L’FH è un disordine genetico a carattere dominante e alta penetranza che determina un’alterata clearance epatica delle lipoproteine a bassa densità a causa di una disfunzione del loro recettore (LDLR). Il quadro clinico che ne deriva è caratterizzato da una precoce comparsa di malattie cardiovascolari su base aterosclerotica36. I soggetti con FH eterozigote hanno una probabilità del 65% più alta rispetto alla popolazione generale di andare incontro a morte da tutte le cause e MACE, inclusi infarto miocardico, ictus ischemico/attacco ischemico transitorio, arteriopatia periferica e rivascolarizzazione coronarica37. Uno studio norvegese ha dimostrato che i pazienti affetti da FH con età compresa tra 20 e 40 anni avevano un rischio di morte per patologie cardiovascolari 12 volte superiore rispetto alla popolazione generale38. Sulla base delle numerose evidenze scientifiche disponibili le linee guida della Società Europea di Cardiologia includono i pazienti affetti da FH nella categoria di rischio cardiovascolare “alto”, ovvero “molto alto” in caso di compresenza di altri fattori di rischio maggiore23. Ne deriva la necessità di mantenere i livelli di C-LDL <70 mg/dl (rischio alto) o <55 mg/dl (rischio molto alto) in soggetti con FH23. Sebbene il precoce trattamento ipolipemizzante, addirittura sin dall’età infantile39, sia fondamentale per ridurre il rischio di eventi avversi cardiovascolari, il 60% dei pazienti affetti da FH non riesce a raggiungere i target lipidici raccomandati nonostante l’utilizzo di statine alla massima dose consigliata in associazione ad ezetimibe e PCSK9-I40.

L’uso dell’acido bempedoico in questo contesto potrebbe essere una valida opzione terapeutica per il conseguimento dei valori target di C-LDL. Sebbene la disfunzione del LDLR si giovi dell’azione degli anticorpi monoclonali che hanno come target la PCSK9, l’inibizione della sintesi del colesterolo tramite acido bempedoico potrebbe garantire un beneficio aggiuntivo riducendo ulteriormente i livelli lipemici.

Una recente analisi congiunta di 4 trial clinici randomizzati sull’acido bempedoico41 ha dimostrato una riduzione significativa del 22.3% dei livelli di C-LDL in pazienti in terapia ipolipemizzante ottimizzata affetti da FH rispetto a coloro che sono stati trattati con placebo.

Considerando il potenziale vantaggio farmaco-economico dell’acido bempedoico rispetto ai PCSK9-I, la patogenesi della FH e la necessità di agire su vie differenti rispetto a quella dell’uptake del C-LDL da parte dell’epatocita, l’acido bempedoico potrebbe diventare un’opzione terapeutica ottimale per raggiungere i target di C-LDL raccomandati in pazienti con FH.

CONCLUSIONE

L’introduzione dell’acido bempedoico nell’armamentario terapeutico per il trattamento dell’ipercolesterolemia rappresenta un’importante opportunità di cura, sicura ed efficace, con specifici vantaggi in contesti clinici particolari.

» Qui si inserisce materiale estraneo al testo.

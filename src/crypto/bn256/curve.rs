//! Thin adapter over the arkworks BN-254 backend.
//!
//! Everything the rest of the crate needs from the pairing library goes
//! through here: group aliases, generators, uncompressed marshalling,
//! hash-to-G1, and constant-time byte comparison. No other module touches
//! arkworks types directly except through the aliases exported below.

use ark_bn254::{Bn254, Fq, G1Affine, G2Affine};
use ark_ec::{pairing::Pairing, short_weierstrass::SWCurveConfig, AffineRepr, CurveGroup};
use ark_ff::Field;
use ark_ff::PrimeField;
use ark_serialize::{CanonicalDeserialize, CanonicalSerialize};
use sha3::digest::{ExtendableOutput, Update, XofReader};
use sha3::Shake128;
use subtle::ConstantTimeEq;

/// The scalar field of the curve; integers modulo the group order `q`.
pub type Fr = ark_bn254::Fr;
/// The source group of the pairing, where signatures live.
pub type G1 = ark_bn254::G1Projective;
/// The destination group of the pairing, where verification keys live.
pub type G2 = ark_bn254::G2Projective;

/// Length of a marshalled G1 element, and therefore of every signature.
pub const SIGNATURE_LENGTH: usize = 64;
/// Length of a marshalled G2 element, and therefore of every verification key.
pub const VERIFICATION_KEY_LENGTH: usize = 128;
/// Length of a marshalled scalar.
pub const SCALAR_LENGTH: usize = 32;

/// Domain separation tag for message hashing.
const HASH_DOMAIN: &[u8] = b"az-sig";

pub(crate) fn g1_gen() -> G1 {
    G1Affine::generator().into()
}

pub(crate) fn g2_gen() -> G2 {
    G2Affine::generator().into()
}

/// Marshals any canonically serializable element into fresh bytes.
pub(crate) fn to_bytes<T: CanonicalSerialize>(elem: &T) -> Vec<u8> {
    let mut out = Vec::with_capacity(elem.uncompressed_size());
    elem.serialize_uncompressed(&mut out)
        .expect("serializing into a Vec is infallible");
    out
}

pub(crate) fn marshal_g1(point: &G1) -> Vec<u8> {
    to_bytes(&point.into_affine())
}

pub(crate) fn marshal_g2(point: &G2) -> Vec<u8> {
    to_bytes(&point.into_affine())
}

pub(crate) fn marshal_fr(scalar: &Fr) -> Vec<u8> {
    to_bytes(scalar)
}

/// Unmarshals a G1 element, rejecting off-curve and out-of-subgroup points.
pub(crate) fn unmarshal_g1(data: &[u8]) -> Option<G1> {
    G1Affine::deserialize_uncompressed(data).ok().map(Into::into)
}

/// Unmarshals a G2 element, rejecting off-curve and out-of-subgroup points.
pub(crate) fn unmarshal_g2(data: &[u8]) -> Option<G2> {
    G2Affine::deserialize_uncompressed(data).ok().map(Into::into)
}

pub(crate) fn unmarshal_fr(data: &[u8]) -> Option<Fr> {
    Fr::deserialize_uncompressed(data).ok()
}

/// Samples a scalar uniformly from the field.
pub(crate) fn random_scalar<R: rand::RngCore + rand::CryptoRng>(rng: &mut R) -> Fr {
    use ark_std::UniformRand;
    Fr::rand(rng)
}

/// The marshalled GT element of `e(g1, g2)`, for pairing-equation checks.
pub(crate) fn pairing_bytes(g1: &G1, g2: &G2) -> Vec<u8> {
    to_bytes(&Bn254::pairing(g1.into_affine(), g2.into_affine()))
}

/// Constant-time equality of byte strings.
///
/// Strings of different lengths compare unequal without leaking a position.
pub(crate) fn ct_eq(one: &[u8], two: &[u8]) -> bool {
    one.ct_eq(two).into()
}

/// Hashes an arbitrary message onto G1 by domain-separated try-and-increment.
///
/// A SHAKE-128 XOF seeded with the domain tag, a retry counter and the
/// message yields a candidate x-coordinate plus one sign bit; the counter is
/// bumped until `x^3 + 3` is a square. G1 has cofactor one, so the resulting
/// point is already in the right subgroup. Mapping a message to `msg * gen`
/// instead would NOT be secure.
pub(crate) fn hash_to_g1(msg: &[u8]) -> G1 {
    let mut counter: u64 = 0;
    loop {
        let mut hasher = Shake128::default();
        hasher.update(HASH_DOMAIN);
        hasher.update(&counter.to_le_bytes());
        hasher.update(msg);
        let mut xof = hasher.finalize_xof();
        let mut buf = [0u8; 33];
        xof.read(&mut buf);

        let x = Fq::from_be_bytes_mod_order(&buf[..32]);
        let greatest = buf[32] & 1 == 1;
        let rhs = x * x.square() + ark_bn254::g1::Config::COEFF_B;
        if let Some(y) = rhs.sqrt() {
            let y_neg = -y;
            let (small, large) = if y < y_neg { (y, y_neg) } else { (y_neg, y) };
            let y = if greatest { large } else { small };
            let point = G1Affine::new_unchecked(x, y);
            debug_assert!(point.is_on_curve());
            return point.into();
        }
        counter += 1;
    }
}
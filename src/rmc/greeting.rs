//! The greeting opening every multicast-related connection.

use std::io::{Read, Write};

/// Sends a greeting identifying the caller, the multicast instance, and the
/// message type to follow: `pid:u16 LE ∥ id:u64 LE ∥ msg_type:u8`.
pub fn greet<W: Write>(w: &mut W, pid: u16, id: u64, msg_type: u8) -> std::io::Result<()> {
    let mut data = [0u8; 11];
    data[..2].copy_from_slice(&pid.to_le_bytes());
    data[2..10].copy_from_slice(&id.to_le_bytes());
    data[10] = msg_type;
    w.write_all(&data)?;
    w.flush()
}

/// Accepts a greeting and returns the `(pid, id, msg_type)` it carries.
pub fn accept_greeting<R: Read>(r: &mut R) -> std::io::Result<(u16, u64, u8)> {
    let mut data = [0u8; 11];
    r.read_exact(&mut data)?;
    let pid = u16::from_le_bytes(data[..2].try_into().expect("slice of length 2"));
    let id = u64::from_le_bytes(data[2..10].try_into().expect("slice of length 8"));
    Ok((pid, id, data[10]))
}
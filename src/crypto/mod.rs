//! Cryptographic primitives and trust assumptions of the committee.
//!
//! Less than one third of the committee can be byzantine, which fixes the
//! two subset sizes everything above builds on. The submodules provide the
//! layered cryptographic stack:
//!
//! ```text
//! crypto
//! ├── bn256       keys, signatures, PolyVerifier (BN-254 pairing)
//! ├── encrypt     AES-GCM symmetric + RSA-OAEP asymmetric encryption
//! ├── p2p         pairwise Diffie-Hellman channels
//! ├── tss         dealer-distributed threshold signatures
//! └── multi       BLS-style multisignatures
//! ```

pub mod bn256;
pub mod encrypt;
pub mod multi;
pub mod p2p;
pub mod tss;

/// The minimal possible size of a subset forming a quorum within
/// `n_processes`.
pub fn minimal_quorum(n_processes: u16) -> u16 {
    n_processes - n_processes / 3
}

/// The minimal size of a subset of `n_processes` that is guaranteed to
/// contain at least one honest process.
pub fn minimal_trusted(n_processes: u16) -> u16 {
    (n_processes - 1) / 3 + 1
}

#[cfg(test)]
mod tests {
    use super::*;

    #[test]
    fn trust_constants() {
        assert_eq!(minimal_quorum(10), 7);
        assert_eq!(minimal_trusted(10), 4);
        assert_eq!(minimal_quorum(4), 3);
        assert_eq!(minimal_trusted(4), 2);
        assert_eq!(minimal_quorum(1), 1);
        assert_eq!(minimal_trusted(1), 1);
    }
}
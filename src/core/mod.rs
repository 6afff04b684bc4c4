//! Core data types produced and consumed by the consensus above the
//! substrate.

use sha3::digest::{ExtendableOutput, Update, XofReader};
use sha3::Shake128;

use crate::crypto::multi;

/// A packet of binary data embedded in a single unit.
pub type Data = Vec<u8>;

/// A set of data objects from units contained in one timing round, together
/// with the shared randomness of that round.
#[derive(Clone, Debug, Default, PartialEq, Eq)]
pub struct Preblock {
    pub data: Vec<Data>,
    pub random_bytes: Vec<u8>,
}

/// Constructs a preblock from the given data and random bytes.
pub fn new_preblock(data: Vec<Data>, random_bytes: Vec<u8>) -> Preblock {
    Preblock { data, random_bytes }
}

/// A final element of the blockchain: a preblock promoted by a threshold
/// signature and indexed by a monotone id.
#[derive(Debug)]
pub struct Block {
    pub preblock: Preblock,
    pub id: u64,
    pub additional_data: Vec<Data>,
    pub signature: Option<multi::Signature>,
}

/// Creates a block from the given preblock and additional data. The
/// signature is left to be attached by the committee.
pub fn to_block(preblock: Preblock, id: u64, additional_data: Vec<Data>) -> Block {
    Block {
        preblock,
        id,
        additional_data,
        signature: None,
    }
}

/// Computes the hash of a block. For obvious reasons this does not include
/// the signature.
pub fn block_hash(block: &Block) -> Vec<u8> {
    let mut hasher = Shake128::default();
    hasher.update(&block.id.to_le_bytes());
    for data in &block.preblock.data {
        hasher.update(data);
    }
    hasher.update(&block.preblock.random_bytes);
    for data in &block.additional_data {
        hasher.update(data);
    }
    let mut result = vec![0u8; 32];
    hasher.finalize_xof().read(&mut result);
    result
}

#[cfg(test)]
mod tests {
    use super::*;

    fn sample_block() -> Block {
        let pb = new_preblock(vec![b"tx1".to_vec(), b"tx2".to_vec()], vec![7; 16]);
        to_block(pb, 42, vec![b"aux".to_vec()])
    }

    #[test]
    fn hash_ignores_the_signature() {
        let mut block = sample_block();
        let before = block_hash(&block);
        block.signature = Some(multi::Signature::new(3, b"whatever".to_vec()));
        assert_eq!(block_hash(&block), before);
    }

    #[test]
    fn hash_depends_on_every_other_field() {
        let base = block_hash(&sample_block());

        let mut block = sample_block();
        block.id = 43;
        assert_ne!(block_hash(&block), base);

        let mut block = sample_block();
        block.preblock.random_bytes[0] ^= 1;
        assert_ne!(block_hash(&block), base);

        let mut block = sample_block();
        block.additional_data.clear();
        assert_ne!(block_hash(&block), base);

        let mut block = sample_block();
        block.preblock.data.pop();
        assert_ne!(block_hash(&block), base);
    }
}
//! A single-producer observer primitive with lazy compaction.
//!
//! Callbacks register with [`Observable::add_observer`] and are invoked in
//! insertion order on every [`Observable::notify`]. Removal goes through the
//! returned handle and only flips a shared tombstone, so removing an
//! observer from within its own callback is legal; the slot is reclaimed
//! lazily once stale entries pile up. [`SyncObservable`] is the same with a
//! read-write lock and atomic tombstones, safe to share between threads.

use std::cell::{Cell, RefCell};
use std::rc::Rc;
use std::sync::atomic::{AtomicIsize, AtomicUsize, Ordering};
use std::sync::{Arc, RwLock};

const TOMBSTONE: isize = -1;

struct Slot<T> {
    ix: Rc<Cell<isize>>,
    observer: Box<dyn Fn(&T)>,
}

/// An observable value for single-threaded use.
pub struct Observable<T> {
    observers: RefCell<Vec<Slot<T>>>,
    removed: Rc<Cell<usize>>,
}

/// Allows removing a callback from the [`Observable`] it was added to.
pub struct ObserverHandle {
    ix: Rc<Cell<isize>>,
    removed: Rc<Cell<usize>>,
}

impl ObserverHandle {
    /// Removes the underlying callback. Subsequent notifications will skip
    /// it; calling this more than once has no further effect.
    pub fn remove_observer(&self) {
        if self.ix.get() != TOMBSTONE {
            self.ix.set(TOMBSTONE);
            self.removed.set(self.removed.get() + 1);
        }
    }
}

impl<T> Observable<T> {
    pub fn new() -> Self {
        Observable {
            observers: RefCell::new(Vec::new()),
            removed: Rc::new(Cell::new(0)),
        }
    }

    /// Adds a new callback, returning the handle that removes it.
    pub fn add_observer(&self, observer: impl Fn(&T) + 'static) -> ObserverHandle {
        let mut observers = self.observers.borrow_mut();
        let ix = Rc::new(Cell::new(observers.len() as isize));
        observers.push(Slot {
            ix: ix.clone(),
            observer: Box::new(observer),
        });
        ObserverHandle {
            ix,
            removed: self.removed.clone(),
        }
    }

    /// Executes all live callbacks with the provided data, in insertion
    /// order. Callbacks removed mid-notification are skipped for the rest
    /// of it.
    pub fn notify(&self, data: &T) {
        self.fit_to_size();
        let observers = self.observers.borrow();
        for slot in observers.iter() {
            if slot.ix.get() != TOMBSTONE {
                (slot.observer)(data);
            }
        }
    }

    fn fit_to_size(&self) {
        if self.removed.get() == 0 {
            return;
        }
        let mut observers = self.observers.borrow_mut();
        observers.retain(|slot| slot.ix.get() != TOMBSTONE);
        for (ix, slot) in observers.iter().enumerate() {
            slot.ix.set(ix as isize);
        }
        self.removed.set(0);
    }
}

impl<T> Default for Observable<T> {
    fn default() -> Self {
        Observable::new()
    }
}

struct SyncSlot<T> {
    ix: Arc<AtomicIsize>,
    observer: Box<dyn Fn(&T) + Send + Sync>,
}

/// An observable value that can be used safely from multiple threads.
pub struct SyncObservable<T> {
    observers: RwLock<Vec<SyncSlot<T>>>,
    removed: Arc<AtomicUsize>,
}

/// Allows removing a callback from the [`SyncObservable`] it was added to.
pub struct SyncObserverHandle {
    ix: Arc<AtomicIsize>,
    removed: Arc<AtomicUsize>,
}

impl SyncObserverHandle {
    /// Removes the underlying callback. Only touches the shared tombstone,
    /// so it can be called from within the callback itself without
    /// deadlocking.
    pub fn remove_observer(&self) {
        if self.ix.swap(TOMBSTONE, Ordering::AcqRel) != TOMBSTONE {
            self.removed.fetch_add(1, Ordering::AcqRel);
        }
    }
}

impl<T> SyncObservable<T> {
    pub fn new() -> Self {
        SyncObservable {
            observers: RwLock::new(Vec::new()),
            removed: Arc::new(AtomicUsize::new(0)),
        }
    }

    /// Adds a new callback, returning the handle that removes it.
    pub fn add_observer(
        &self,
        observer: impl Fn(&T) + Send + Sync + 'static,
    ) -> SyncObserverHandle {
        let mut observers = self.observers.write().unwrap();
        let ix = Arc::new(AtomicIsize::new(observers.len() as isize));
        observers.push(SyncSlot {
            ix: ix.clone(),
            observer: Box::new(observer),
        });
        SyncObserverHandle {
            ix,
            removed: self.removed.clone(),
        }
    }

    /// Executes all live callbacks with the provided data, in insertion
    /// order. Stale slots are compacted before notification when any have
    /// accumulated.
    pub fn notify(&self, data: &T) {
        if self.removed.load(Ordering::Acquire) > 0 {
            self.fit_to_size();
        }
        let observers = self.observers.read().unwrap();
        for slot in observers.iter() {
            if slot.ix.load(Ordering::Acquire) != TOMBSTONE {
                (slot.observer)(data);
            }
        }
    }

    fn fit_to_size(&self) {
        let mut observers = self.observers.write().unwrap();
        observers.retain(|slot| slot.ix.load(Ordering::Acquire) != TOMBSTONE);
        for (ix, slot) in observers.iter().enumerate() {
            slot.ix.store(ix as isize, Ordering::Release);
        }
        self.removed.store(0, Ordering::Release);
    }
}

impl<T> Default for SyncObservable<T> {
    fn default() -> Self {
        SyncObservable::new()
    }
}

In attesa delle indicazioni di prescrivibilità e rimborsabilità, l’algoritmo proposto da Colivicchi et al.4 per la gestione dell’ipercolesterolemia (Figura 3) include l’acido bempedoico come alternativa ai PCSK9-I e, dunque, in aggiunta alla massima dose di statina tollerata più ezetimibe, per il potenziale rapporto costo/efficacia più favorevole rispetto ai PCSK9-I.




RIASSUNTO

L’acido bempedoico è un nuovo farmaco ipolipemizzante con un meccanismo d’azione complementare rispetto all’ezetimibe. L’associazione di acido bempedoico ed ezetimibe ha il vantaggio di ridurre significativamente i livelli di colesterolo legato alle lipoproteine a bassa densità senza aumentare il rischio di eventi avversi. Inoltre, dai risultati degli studi finora disponibili l’acido bempedoico emerge come opzione terapeutica particolarmente rilevante per il trattamento dell’ipercolesterolemia in contesti clinici con aumentato rischio cardiovascolare, quali il paziente con alterato metabolismo glucidico, l’anziano, il paziente con pregressa sindrome coronarica acuta, ed il paziente con ipercolesterolemia familiare.

Parole chiave. Colesterolo; Farmaci ipolipemizzanti; Ipercolesterolemia; Malattie cardiovascolari.